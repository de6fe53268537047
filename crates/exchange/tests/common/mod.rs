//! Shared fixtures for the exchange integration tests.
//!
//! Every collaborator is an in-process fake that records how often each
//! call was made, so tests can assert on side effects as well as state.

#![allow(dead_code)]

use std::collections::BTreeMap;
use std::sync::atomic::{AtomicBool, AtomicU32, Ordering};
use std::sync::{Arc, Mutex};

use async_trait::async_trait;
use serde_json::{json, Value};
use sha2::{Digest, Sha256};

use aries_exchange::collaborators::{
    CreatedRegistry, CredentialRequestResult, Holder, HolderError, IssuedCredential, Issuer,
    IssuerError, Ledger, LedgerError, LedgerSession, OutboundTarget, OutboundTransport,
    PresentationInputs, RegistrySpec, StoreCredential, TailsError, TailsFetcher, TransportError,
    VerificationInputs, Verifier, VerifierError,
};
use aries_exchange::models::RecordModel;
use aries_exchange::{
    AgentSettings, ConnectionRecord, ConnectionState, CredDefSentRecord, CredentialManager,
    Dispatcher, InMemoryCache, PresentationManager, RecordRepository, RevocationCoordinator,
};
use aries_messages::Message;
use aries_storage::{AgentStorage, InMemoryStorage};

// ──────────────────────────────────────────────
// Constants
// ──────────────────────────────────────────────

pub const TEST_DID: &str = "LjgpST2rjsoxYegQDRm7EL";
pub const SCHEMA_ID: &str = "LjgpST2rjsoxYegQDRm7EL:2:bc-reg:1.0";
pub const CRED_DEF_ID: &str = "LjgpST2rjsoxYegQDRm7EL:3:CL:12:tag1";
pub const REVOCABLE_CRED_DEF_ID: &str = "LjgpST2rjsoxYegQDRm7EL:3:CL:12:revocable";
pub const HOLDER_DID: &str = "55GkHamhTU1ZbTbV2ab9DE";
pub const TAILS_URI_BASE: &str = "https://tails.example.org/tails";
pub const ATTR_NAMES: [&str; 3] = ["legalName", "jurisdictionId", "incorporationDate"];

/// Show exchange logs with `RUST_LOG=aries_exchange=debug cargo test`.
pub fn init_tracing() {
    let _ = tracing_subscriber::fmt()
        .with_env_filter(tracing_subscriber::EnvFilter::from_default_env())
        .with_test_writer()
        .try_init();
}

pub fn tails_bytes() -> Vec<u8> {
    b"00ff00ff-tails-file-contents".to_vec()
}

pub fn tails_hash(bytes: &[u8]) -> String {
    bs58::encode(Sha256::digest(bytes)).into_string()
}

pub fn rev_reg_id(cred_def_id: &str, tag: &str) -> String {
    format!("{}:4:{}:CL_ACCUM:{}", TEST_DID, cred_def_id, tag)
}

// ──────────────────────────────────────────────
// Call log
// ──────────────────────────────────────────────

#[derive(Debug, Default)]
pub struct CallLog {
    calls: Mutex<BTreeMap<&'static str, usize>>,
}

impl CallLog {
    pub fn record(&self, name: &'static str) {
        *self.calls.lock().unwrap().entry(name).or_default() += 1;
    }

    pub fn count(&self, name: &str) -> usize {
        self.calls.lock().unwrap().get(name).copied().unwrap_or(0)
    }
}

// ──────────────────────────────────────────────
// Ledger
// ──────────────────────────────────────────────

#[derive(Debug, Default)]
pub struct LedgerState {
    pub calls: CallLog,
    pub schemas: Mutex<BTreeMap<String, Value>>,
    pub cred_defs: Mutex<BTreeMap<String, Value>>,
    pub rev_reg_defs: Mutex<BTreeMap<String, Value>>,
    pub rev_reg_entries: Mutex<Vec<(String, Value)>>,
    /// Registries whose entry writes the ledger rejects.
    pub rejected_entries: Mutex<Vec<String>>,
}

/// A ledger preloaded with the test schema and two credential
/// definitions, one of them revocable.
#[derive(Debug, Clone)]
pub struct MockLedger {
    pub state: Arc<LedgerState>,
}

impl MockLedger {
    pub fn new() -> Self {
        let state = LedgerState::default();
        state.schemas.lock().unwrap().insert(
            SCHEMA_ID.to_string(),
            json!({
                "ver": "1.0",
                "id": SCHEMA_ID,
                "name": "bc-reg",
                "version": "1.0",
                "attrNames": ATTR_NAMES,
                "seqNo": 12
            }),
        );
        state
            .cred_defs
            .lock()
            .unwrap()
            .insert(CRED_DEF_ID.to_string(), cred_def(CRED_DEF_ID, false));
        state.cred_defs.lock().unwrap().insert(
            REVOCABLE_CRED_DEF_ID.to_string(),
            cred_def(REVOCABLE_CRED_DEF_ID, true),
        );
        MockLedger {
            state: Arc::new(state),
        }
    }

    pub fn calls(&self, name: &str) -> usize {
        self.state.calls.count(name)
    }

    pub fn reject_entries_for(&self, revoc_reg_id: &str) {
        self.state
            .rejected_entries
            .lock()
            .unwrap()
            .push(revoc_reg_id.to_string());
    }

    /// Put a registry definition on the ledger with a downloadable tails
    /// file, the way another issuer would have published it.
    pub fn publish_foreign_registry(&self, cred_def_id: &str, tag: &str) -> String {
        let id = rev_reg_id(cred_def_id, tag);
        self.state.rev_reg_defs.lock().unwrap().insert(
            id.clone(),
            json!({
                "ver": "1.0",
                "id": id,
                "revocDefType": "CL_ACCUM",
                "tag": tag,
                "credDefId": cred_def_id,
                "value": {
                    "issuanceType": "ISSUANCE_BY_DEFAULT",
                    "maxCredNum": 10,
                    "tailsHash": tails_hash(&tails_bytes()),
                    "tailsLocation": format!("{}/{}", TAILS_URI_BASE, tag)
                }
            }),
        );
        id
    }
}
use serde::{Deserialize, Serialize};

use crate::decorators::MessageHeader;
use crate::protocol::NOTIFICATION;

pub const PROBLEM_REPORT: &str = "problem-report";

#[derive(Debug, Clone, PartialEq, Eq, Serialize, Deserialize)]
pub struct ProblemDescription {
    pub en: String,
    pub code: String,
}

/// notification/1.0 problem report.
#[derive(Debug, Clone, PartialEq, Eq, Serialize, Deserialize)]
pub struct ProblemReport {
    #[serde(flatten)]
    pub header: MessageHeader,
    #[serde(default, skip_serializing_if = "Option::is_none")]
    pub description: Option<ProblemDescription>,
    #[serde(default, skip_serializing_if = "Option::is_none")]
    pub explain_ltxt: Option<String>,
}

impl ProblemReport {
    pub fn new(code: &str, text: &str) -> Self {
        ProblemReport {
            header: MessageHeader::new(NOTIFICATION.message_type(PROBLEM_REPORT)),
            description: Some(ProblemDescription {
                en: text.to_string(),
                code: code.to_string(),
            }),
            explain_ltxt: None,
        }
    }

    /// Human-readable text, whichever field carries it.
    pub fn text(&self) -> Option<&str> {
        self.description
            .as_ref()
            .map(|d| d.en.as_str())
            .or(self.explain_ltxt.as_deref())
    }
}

=====

Every piece of the data must be set down exactly. Omit nothing.

repository de6fe53268537047
filename crates/exchange/tests/common/mod.rs
//! Shared fixtures for the exchange integration tests.
//!
//! Every collaborator is an in-process fake that records how often each
//! call was made, so tests can assert on side effects as well as state.

#![allow(dead_code)]

use std::collections::BTreeMap;
use std::sync::atomic::{AtomicBool, AtomicU32, Ordering};
use std::sync::{Arc, Mutex};

use async_trait::async_trait;
use serde_json::{json, Value};
use sha2::{Digest, Sha256};

use aries_exchange::collaborators::{
    CreatedRegistry, CredentialRequestResult, Holder, HolderError, IssuedCredential, Issuer,
    IssuerError, Ledger, LedgerError, LedgerSession, OutboundTarget, OutboundTransport,
    PresentationInputs, RegistrySpec, StoreCredential, TailsError, TailsFetcher, TransportError,
    VerificationInputs, Verifier, VerifierError,
};
use aries_exchange::models::RecordModel;
use aries_exchange::{
    AgentSettings, ConnectionRecord, ConnectionState, CredDefSentRecord, CredentialManager,
    Dispatcher, InMemoryCache, PresentationManager, RecordRepository, RevocationCoordinator,
};
use aries_messages::Message;
use aries_storage::{AgentStorage, InMemoryStorage};

// ──────────────────────────────────────────────
// Constants
// ──────────────────────────────────────────────

pub const TEST_DID: &str = "LjgpST2rjsoxYegQDRm7EL";
pub const SCHEMA_ID: &str = "LjgpST2rjsoxYegQDRm7EL:2:bc-reg:1.0";
pub const CRED_DEF_ID: &str = "LjgpST2rjsoxYegQDRm7EL:3:CL:12:tag1";
pub const REVOCABLE_CRED_DEF_ID: &str = "LjgpST2rjsoxYegQDRm7EL:3:CL:12:revocable";
pub const HOLDER_DID: &str = "55GkHamhTU1ZbTbV2ab9DE";
pub const TAILS_URI_BASE: &str = "https://tails.example.org/tails";
pub const ATTR_NAMES: [&str; 3] = ["legalName", "jurisdictionId", "incorporationDate"];

/// Show exchange logs with `RUST_LOG=aries_exchange=debug cargo test`.
pub fn init_tracing() {
    let _ = tracing_subscriber::fmt()
        .with_env_filter(tracing_subscriber::EnvFilter::from_default_env())
        .with_test_writer()
        .try_init();
}

pub fn tails_bytes() -> Vec<u8> {
    b"00ff00ff-tails-file-contents".to_vec()
}

pub fn tails_hash(bytes: &[u8]) -> String {
    bs58::encode(Sha256::digest(bytes)).into_string()
}

pub fn rev_reg_id(cred_def_id: &str, tag: &str) -> String {
    format!("{}:4:{}:CL_ACCUM:{}", TEST_DID, cred_def_id, tag)
}

// ──────────────────────────────────────────────
// Call log
// ──────────────────────────────────────────────

#[derive(Debug, Default)]
pub struct CallLog {
    calls: Mutex<BTreeMap<&'static str, usize>>,
}

impl CallLog {
    pub fn record(&self, name: &'static str) {
        *self.calls.lock().unwrap().entry(name).or_default() += 1;
    }

    pub fn count(&self, name: &str) -> usize {
        self.calls.lock().unwrap().get(name).copied().unwrap_or(0)
    }
}

// ──────────────────────────────────────────────
// Ledger
// ──────────────────────────────────────────────

#[derive(Debug, Default)]
pub struct LedgerState {
    pub calls: CallLog,
    pub schemas: Mutex<BTreeMap<String, Value>>,
    pub cred_defs: Mutex<BTreeMap<String, Value>>,
    pub rev_reg_defs: Mutex<BTreeMap<String, Value>>,
    pub rev_reg_entries: Mutex<Vec<(String, Value)>>,
    /// Registries whose entry writes the ledger rejects.
    pub rejected_entries: Mutex<Vec<String>>,
}

/// A ledger preloaded with the test schema and two credential
/// definitions, one of them revocable.
#[derive(Debug, Clone)]
pub struct MockLedger {
    pub state: Arc<LedgerState>,
}

impl MockLedger {
    pub fn new() -> Self {
        let state = LedgerState::default();
        state.schemas.lock().unwrap().insert(
            SCHEMA_ID.to_string(),
            json!({
                "ver": "1.0",
                "id": SCHEMA_ID,
                "name": "bc-reg",
                "version": "1.0",
                "attrNames": ATTR_NAMES,
                "seqNo": 12
            }),
        );
        state
            .cred_defs
            .lock()
            .unwrap()
            .insert(CRED_DEF_ID.to_string(), cred_def(CRED_DEF_ID, false));
        state.cred_defs.lock().unwrap().insert(
            REVOCABLE_CRED_DEF_ID.to_string(),
            cred_def(REVOCABLE_CRED_DEF_ID, true),
        );
        MockLedger {
            state: Arc::new(state),
        }
    }

    pub fn calls(&self, name: &str) -> usize {
        self.state.calls.count(name)
    }

    pub fn reject_entries_for(&self, revoc_reg_id: &str) {
        self.state
            .rejected_entries
            .lock()
            .unwrap()
            .push(revoc_reg_id.to_string());
    }

    /// Put a registry definition on the ledger with a downloadable tails
    /// file, the way another issuer would have published it.
    pub fn publish_foreign_registry(&self, cred_def_id: &str, tag: &str) -> String {
        let id = rev_reg_id(cred_def_id, tag);
        self.state.rev_reg_defs.lock().unwrap().insert(
            id.clone(),
            json!({
                "ver": "1.0",
                "id": id,
                "revocDefType": "CL_ACCUM",
                "tag": tag,
                "credDefId": cred_def_id,
                "value": {
                    "issuanceType": "ISSUANCE_BY_DEFAULT",
                    "maxCredNum": 10,
                    "tailsHash": tails_hash(&tails_bytes()),
                    "tailsLocation": format!("{}/{}", TAILS_URI_BASE, tag)
                }
            }),
        );
        id
    }
}
use serde::{Deserialize, Serialize};

use crate::decorators::MessageHeader;
use crate::protocol::NOTIFICATION;

pub const PROBLEM_REPORT: &str = "problem-report";

#[derive(Debug, Clone, PartialEq, Eq, Serialize, Deserialize)]
pub struct ProblemDescription {
    pub en: String,
    pub code: String,
}

/// notification/1.0 problem report.
#[derive(Debug, Clone, PartialEq, Eq, Serialize, Deserialize)]
pub struct ProblemReport {
    #[serde(flatten)]
    pub header: MessageHeader,
    #[serde(default, skip_serializing_if = "Option::is_none")]
    pub description: Option<ProblemDescription>,
    #[serde(default, skip_serializing_if = "Option::is_none")]
    pub explain_ltxt: Option<String>,
}

impl ProblemReport {
    pub fn new(code: &str, text: &str) -> Self {
        ProblemReport {
            header: MessageHeader::new(NOTIFICATION.message_type(PROBLEM_REPORT)),
            description: Some(ProblemDescription {
                en: text.to_string(),
                code: code.to_string(),
            }),
            explain_ltxt: None,
        }
    }

    /// Human-readable text, whichever field carries it.
    pub fn text(&self) -> Option<&str> {
        self.description
            .as_ref()
            .map(|d| d.en.as_str())
            .or(self.explain_ltxt.as_deref())
    }
}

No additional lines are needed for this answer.